Only one stretch of the records below is wanted: the lines from the one holding "pub fn analyze(&self, text: &str)" through the one holding "let key = (evidence.to_string(), current.to_string());". Return it exactly, both ends included.

Input for this task ->
Content starts

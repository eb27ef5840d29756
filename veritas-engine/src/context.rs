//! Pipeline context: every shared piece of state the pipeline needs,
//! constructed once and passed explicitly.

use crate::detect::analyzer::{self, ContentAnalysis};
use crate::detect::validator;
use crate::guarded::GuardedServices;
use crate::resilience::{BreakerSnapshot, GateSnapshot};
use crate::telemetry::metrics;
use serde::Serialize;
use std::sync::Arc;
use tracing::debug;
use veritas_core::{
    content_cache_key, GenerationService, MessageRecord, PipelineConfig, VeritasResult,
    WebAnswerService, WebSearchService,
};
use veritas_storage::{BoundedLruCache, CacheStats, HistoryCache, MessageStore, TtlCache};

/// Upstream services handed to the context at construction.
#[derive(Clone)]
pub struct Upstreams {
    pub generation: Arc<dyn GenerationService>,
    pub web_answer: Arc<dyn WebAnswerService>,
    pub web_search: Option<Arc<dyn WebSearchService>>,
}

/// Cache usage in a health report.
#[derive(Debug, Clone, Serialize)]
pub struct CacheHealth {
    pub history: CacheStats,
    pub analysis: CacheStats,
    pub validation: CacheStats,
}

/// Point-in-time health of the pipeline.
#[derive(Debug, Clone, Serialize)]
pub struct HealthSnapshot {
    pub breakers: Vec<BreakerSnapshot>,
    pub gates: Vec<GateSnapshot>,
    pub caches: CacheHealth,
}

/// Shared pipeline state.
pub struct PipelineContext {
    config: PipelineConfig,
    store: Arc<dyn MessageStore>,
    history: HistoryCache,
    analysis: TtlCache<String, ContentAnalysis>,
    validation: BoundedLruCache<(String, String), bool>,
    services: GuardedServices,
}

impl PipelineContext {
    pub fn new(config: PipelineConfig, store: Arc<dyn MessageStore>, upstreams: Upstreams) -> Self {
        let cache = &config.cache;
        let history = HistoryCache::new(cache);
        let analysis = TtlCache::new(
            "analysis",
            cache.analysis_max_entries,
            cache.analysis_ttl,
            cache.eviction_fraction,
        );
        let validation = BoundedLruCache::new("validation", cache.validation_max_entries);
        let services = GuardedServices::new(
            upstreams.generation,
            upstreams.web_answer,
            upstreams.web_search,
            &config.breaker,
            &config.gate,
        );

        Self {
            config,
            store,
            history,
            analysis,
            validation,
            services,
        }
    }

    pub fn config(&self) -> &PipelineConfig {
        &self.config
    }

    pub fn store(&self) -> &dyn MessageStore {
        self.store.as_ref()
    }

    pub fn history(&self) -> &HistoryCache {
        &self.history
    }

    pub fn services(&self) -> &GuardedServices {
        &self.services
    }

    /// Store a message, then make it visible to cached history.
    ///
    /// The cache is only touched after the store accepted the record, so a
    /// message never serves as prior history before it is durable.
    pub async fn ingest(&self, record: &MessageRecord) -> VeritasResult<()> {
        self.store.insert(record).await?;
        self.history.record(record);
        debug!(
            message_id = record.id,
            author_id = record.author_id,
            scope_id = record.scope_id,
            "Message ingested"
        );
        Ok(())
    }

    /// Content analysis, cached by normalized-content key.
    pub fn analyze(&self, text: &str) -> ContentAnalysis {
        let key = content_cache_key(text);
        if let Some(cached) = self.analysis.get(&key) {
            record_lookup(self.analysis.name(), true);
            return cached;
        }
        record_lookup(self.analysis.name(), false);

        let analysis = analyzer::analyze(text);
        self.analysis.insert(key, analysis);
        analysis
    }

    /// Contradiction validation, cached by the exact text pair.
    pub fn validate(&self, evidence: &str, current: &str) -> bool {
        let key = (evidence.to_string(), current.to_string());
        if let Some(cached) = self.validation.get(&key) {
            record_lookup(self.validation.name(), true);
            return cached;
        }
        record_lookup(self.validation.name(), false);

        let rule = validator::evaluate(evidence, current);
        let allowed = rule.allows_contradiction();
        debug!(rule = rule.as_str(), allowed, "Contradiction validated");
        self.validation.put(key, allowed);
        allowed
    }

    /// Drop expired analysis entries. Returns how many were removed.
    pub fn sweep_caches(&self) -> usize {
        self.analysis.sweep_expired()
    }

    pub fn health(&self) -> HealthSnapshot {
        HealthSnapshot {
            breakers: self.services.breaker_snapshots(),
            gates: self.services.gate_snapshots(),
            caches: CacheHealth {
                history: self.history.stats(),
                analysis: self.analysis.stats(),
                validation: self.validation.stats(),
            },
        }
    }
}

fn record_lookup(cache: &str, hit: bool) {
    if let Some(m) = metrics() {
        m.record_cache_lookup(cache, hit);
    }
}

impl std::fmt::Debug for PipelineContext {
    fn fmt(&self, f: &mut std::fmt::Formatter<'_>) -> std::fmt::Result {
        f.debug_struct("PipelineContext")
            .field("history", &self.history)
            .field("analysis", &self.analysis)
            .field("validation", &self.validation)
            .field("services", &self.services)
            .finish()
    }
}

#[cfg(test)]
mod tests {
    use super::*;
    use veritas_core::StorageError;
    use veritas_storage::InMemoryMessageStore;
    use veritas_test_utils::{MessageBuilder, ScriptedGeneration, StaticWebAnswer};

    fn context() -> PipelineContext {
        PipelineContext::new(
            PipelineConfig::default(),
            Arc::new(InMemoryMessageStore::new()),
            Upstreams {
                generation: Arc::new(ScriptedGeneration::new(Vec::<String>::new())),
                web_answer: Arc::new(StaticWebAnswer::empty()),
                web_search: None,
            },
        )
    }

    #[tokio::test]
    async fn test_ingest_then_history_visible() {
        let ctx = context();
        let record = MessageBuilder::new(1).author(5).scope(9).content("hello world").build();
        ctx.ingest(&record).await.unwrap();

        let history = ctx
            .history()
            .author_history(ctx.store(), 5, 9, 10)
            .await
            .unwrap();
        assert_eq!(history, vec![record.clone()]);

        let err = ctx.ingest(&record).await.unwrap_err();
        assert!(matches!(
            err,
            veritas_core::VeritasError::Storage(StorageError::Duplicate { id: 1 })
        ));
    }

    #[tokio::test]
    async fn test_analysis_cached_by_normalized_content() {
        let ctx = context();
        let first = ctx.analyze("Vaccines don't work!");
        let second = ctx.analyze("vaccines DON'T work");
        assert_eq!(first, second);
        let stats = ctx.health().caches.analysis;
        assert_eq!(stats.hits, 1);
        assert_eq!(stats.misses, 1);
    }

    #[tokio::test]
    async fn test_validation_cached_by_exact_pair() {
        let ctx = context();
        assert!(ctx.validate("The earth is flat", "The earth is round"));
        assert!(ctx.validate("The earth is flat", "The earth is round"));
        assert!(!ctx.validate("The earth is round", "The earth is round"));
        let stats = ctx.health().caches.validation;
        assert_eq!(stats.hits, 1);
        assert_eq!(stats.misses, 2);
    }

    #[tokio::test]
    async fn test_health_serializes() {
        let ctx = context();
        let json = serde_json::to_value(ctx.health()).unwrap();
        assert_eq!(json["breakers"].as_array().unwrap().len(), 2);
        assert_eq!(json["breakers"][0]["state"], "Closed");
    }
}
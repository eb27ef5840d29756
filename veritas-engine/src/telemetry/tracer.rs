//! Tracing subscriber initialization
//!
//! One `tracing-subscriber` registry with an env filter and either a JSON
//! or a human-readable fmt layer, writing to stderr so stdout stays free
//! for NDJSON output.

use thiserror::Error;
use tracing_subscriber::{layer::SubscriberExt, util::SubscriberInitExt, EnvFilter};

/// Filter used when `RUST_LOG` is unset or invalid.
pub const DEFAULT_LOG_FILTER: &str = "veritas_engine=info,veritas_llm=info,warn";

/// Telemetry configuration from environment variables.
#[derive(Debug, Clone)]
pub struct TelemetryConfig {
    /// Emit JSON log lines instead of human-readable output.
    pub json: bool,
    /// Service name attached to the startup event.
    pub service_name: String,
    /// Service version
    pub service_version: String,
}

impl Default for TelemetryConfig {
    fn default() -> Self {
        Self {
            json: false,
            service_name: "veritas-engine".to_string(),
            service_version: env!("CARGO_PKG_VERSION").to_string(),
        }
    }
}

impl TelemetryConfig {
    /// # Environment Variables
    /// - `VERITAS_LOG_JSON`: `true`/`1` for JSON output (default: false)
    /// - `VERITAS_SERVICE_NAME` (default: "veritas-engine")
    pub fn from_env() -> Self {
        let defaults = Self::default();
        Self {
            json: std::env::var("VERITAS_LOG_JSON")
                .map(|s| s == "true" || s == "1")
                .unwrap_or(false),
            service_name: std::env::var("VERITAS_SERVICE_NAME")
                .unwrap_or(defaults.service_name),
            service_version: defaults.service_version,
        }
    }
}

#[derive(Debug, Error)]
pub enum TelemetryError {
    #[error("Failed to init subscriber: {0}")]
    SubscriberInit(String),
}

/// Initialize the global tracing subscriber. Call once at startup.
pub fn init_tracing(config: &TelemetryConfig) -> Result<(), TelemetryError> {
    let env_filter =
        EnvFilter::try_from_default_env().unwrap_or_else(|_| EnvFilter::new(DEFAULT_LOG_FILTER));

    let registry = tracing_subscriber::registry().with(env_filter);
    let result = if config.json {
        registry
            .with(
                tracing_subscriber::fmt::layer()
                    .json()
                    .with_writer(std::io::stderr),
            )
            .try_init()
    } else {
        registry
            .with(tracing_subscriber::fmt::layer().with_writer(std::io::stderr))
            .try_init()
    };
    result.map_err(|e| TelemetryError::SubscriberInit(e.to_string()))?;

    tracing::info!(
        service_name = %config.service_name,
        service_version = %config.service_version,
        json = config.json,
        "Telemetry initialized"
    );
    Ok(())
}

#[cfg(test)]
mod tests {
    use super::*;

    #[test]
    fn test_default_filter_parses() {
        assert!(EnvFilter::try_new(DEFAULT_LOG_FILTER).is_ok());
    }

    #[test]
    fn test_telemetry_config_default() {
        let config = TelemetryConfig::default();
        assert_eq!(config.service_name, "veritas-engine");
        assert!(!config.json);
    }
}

Content ends

Answer to this task ->
    pub fn analyze(&self, text: &str) -> ContentAnalysis {
        let key = content_cache_key(text);
        if let Some(cached) = self.analysis.get(&key) {
            record_lookup(self.analysis.name(), true);
            return cached;
        }
        record_lookup(self.analysis.name(), false);

        let analysis = analyzer::analyze(text);
        self.analysis.insert(key, analysis);
        analysis
    }

    /// Contradiction validation, cached by the exact text pair.
    pub fn validate(&self, evidence: &str, current: &str) -> bool {
        let key = (evidence.to_string(), current.to_string());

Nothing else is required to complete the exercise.